255. Caught In A Net

You want to understand the world as well as you can, so you’re always reading. You read thick academic books, books about science and technology, books where experiments, models, and data are used to produce hard, satisfying conclusions.

You’ve learned a lot by doing this, but you’ve also been wondering about the justification of science itself. You want to be certain that the results you’ve discovered are reliable and won’t soon be replaced with entirely different conclusions.

So you start reading philosophy. Here the concerns seem more primary, more focused on the issue of what it is to be a subjective being trying to understand a world. You quickly find yourself reading not about science or its justifications, but about knowledge and its possible foundations. This feels necessary, for how else could you truly understand anything at all?

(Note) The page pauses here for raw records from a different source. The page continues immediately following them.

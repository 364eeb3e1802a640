//! Engine tuning knobs, read from the `[engine]` table of `config.toml`.

use serde::{Deserialize, Serialize};
use std::time::Duration;
use tracing::warn;

fn default_chunk_size() -> usize {
    200
}

fn default_max_workers() -> usize {
    4
}

fn default_chunk_timeout_secs() -> u64 {
    120
}

fn default_catalog_ttl_secs() -> u64 {
    3600
}

fn default_error_sample_limit() -> usize {
    20
}

fn default_min_serial_len() -> usize {
    lineflow_intake::DEFAULT_MIN_SERIAL_LEN
}

#[derive(Debug, Clone, PartialEq, Eq, Serialize, Deserialize)]
pub struct EngineConfig {
    /// Rows per chunk transaction.
    #[serde(default = "default_chunk_size")]
    pub chunk_size: usize,

    /// Chunks in flight at once.
    #[serde(default = "default_max_workers")]
    pub max_workers: usize,

    #[serde(default = "default_chunk_timeout_secs")]
    pub chunk_timeout_secs: u64,

    /// How long state and code catalogs stay cached.
    #[serde(default = "default_catalog_ttl_secs")]
    pub catalog_ttl_secs: u64,

    /// Row errors kept in a batch result.
    #[serde(default = "default_error_sample_limit")]
    pub error_sample_limit: usize,

    #[serde(default = "default_min_serial_len")]
    pub min_serial_len: usize,
}

impl Default for EngineConfig {
    fn default() -> Self {
        Self {
            chunk_size: default_chunk_size(),
            max_workers: default_max_workers(),
            chunk_timeout_secs: default_chunk_timeout_secs(),
            catalog_ttl_secs: default_catalog_ttl_secs(),
            error_sample_limit: default_error_sample_limit(),
            min_serial_len: default_min_serial_len(),
        }
    }
}

impl EngineConfig {
    pub fn chunk_timeout(&self) -> Duration {
        Duration::from_secs(self.chunk_timeout_secs.max(1))
    }

    pub fn catalog_ttl(&self) -> Duration {
        Duration::from_secs(self.catalog_ttl_secs)
    }

    /// Values clamped to something the engine can run with.
    pub(crate) fn effective_chunk_size(&self) -> usize {
        self.chunk_size.max(1)
    }

    pub(crate) fn effective_workers(&self) -> usize {
        self.max_workers.max(1)
    }

    /// Cap `max_workers` at the pool size. Every in-flight chunk holds one
    /// connection for its whole transaction.
    pub fn fit_to_pool(mut self, max_connections: u32) -> Self {
        let pool = (max_connections as usize).max(1);
        if self.max_workers > pool {
            warn!(
                max_workers = self.max_workers,
                max_connections = pool,
                "max_workers exceeds the connection pool; clamping"
            );
            self.max_workers = pool;
        }
        self
    }
}

#[cfg(test)]
mod tests {
    use super::*;

    #[test]
    fn test_defaults() {
        let config = EngineConfig::default();
        assert_eq!(config.chunk_size, 200);
        assert_eq!(config.max_workers, 4);
        assert_eq!(config.chunk_timeout(), Duration::from_secs(120));
        assert_eq!(config.min_serial_len, 6);
    }

    #[test]
    fn test_zero_values_are_clamped() {
        let config = EngineConfig {
            chunk_size: 0,
            max_workers: 0,
            chunk_timeout_secs: 0,
            ..EngineConfig::default()
        };
        assert_eq!(config.effective_chunk_size(), 1);
        assert_eq!(config.effective_workers(), 1);
        assert_eq!(config.chunk_timeout(), Duration::from_secs(1));
    }

    #[test]
    fn test_workers_fit_to_pool() {
        let config = EngineConfig {
            max_workers: 32,
            ..EngineConfig::default()
        };
        assert_eq!(config.clone().fit_to_pool(8).max_workers, 8);
        assert_eq!(config.fit_to_pool(0).max_workers, 1);
        assert_eq!(EngineConfig::default().fit_to_pool(8).max_workers, 4);
    }
}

You want to be able to hold everything together at once. You want to see how the parts form a single, coherent whole. But the more you read, the more complex the problem of knowledge seems to be, and you’re no longer certain there are any final answers. You keep reading and reading, but it doesn’t feel like you’re making any progress.

You’re caught in a net made of arguments and reasons. You could stop reading today, but you’d still be stuck in the net. For the the net is no longer only in the books you’re reading. It now lives inside you. Even if you stopped reading entirely, the problems you’ve become aware of — the problems that plague knowledge of any kind — are lodged so deeply inside you that they cannot be ignored.

You want to break free because you can see you’re only getting more and more tangled in the net with each passing day. You need tools to cut yourself free, but you cannot seem to find them. Your goal is no longer understanding, but freedom. You want the possibility of stopping. You want the possibility of freedom from philosophy, from argument, and even from reason itself.

But there is no stopping and there is no going back. It’s too late for that. You have to find your own way out of the net. It is a process you must undergo. The tired cliché is true: the only way out is through.